*The problem*. Go through the records and count every line that holds "bool". Only the number belongs in the reply.

*Data provided*.

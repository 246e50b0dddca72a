/// One environment step `(o_t, a_t, r_t, o_t+1, done_t+1)`.
///
/// Observations are owned, so mutating the source observation after the push
/// cannot alter stored history.
#[derive(Debug, Clone, PartialEq)]
pub struct Transition<O> {
    /// Observation before the action.
    pub obs: O,

    /// Index of the action taken.
    pub act: usize,

    /// Reward, as emitted by the environment.
    pub reward: f32,

    /// Observation after the action.
    pub next_obs: O,

    /// `true` if the episode terminated with this step.
    pub is_done: bool,
}

impl<O> Transition<O> {
    /// Constructs a transition.
    pub fn new(obs: O, act: usize, reward: f32, next_obs: O, is_done: bool) -> Self {
        Self {
            obs,
            act,
            reward,
            next_obs,
            is_done,
        }
    }
}
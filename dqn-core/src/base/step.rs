//! Environment step.
use super::Env;

/// Additional information to `Obs` and reward.
pub trait Info {}

impl Info for () {}

/// Represents an action, observation and reward tuple `(a_t, o_t+1, r_t)`
/// with some additional information.
///
/// An environment emits [`Step`] object at every interaction steps.
/// The trainer turns it into a [`Transition`](crate::Transition) together with
/// the observation it kept from the previous step.
pub struct Step<E: Env> {
    /// Action.
    pub act: usize,

    /// Observation.
    pub obs: E::Obs,

    /// Reward.
    pub reward: f32,

    /// Flag denoting if episode is terminated.
    pub is_terminated: bool,

    /// Flag denoting if episode is truncated.
    pub is_truncated: bool,

    /// Information defined by user.
    pub info: E::Info,
}

impl<E: Env> Step<E> {
    /// Constructs a [`Step`] object.
    pub fn new(
        obs: E::Obs,
        act: usize,
        reward: f32,
        is_terminated: bool,
        is_truncated: bool,
        info: E::Info,
    ) -> Self {
        Step {
            act,
            obs,
            reward,
            is_terminated,
            is_truncated,
            info,
        }
    }

    #[inline]
    /// Terminated or truncated.
    pub fn is_done(&self) -> bool {
        self.is_terminated || self.is_truncated
    }
}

*Result of the task*. 7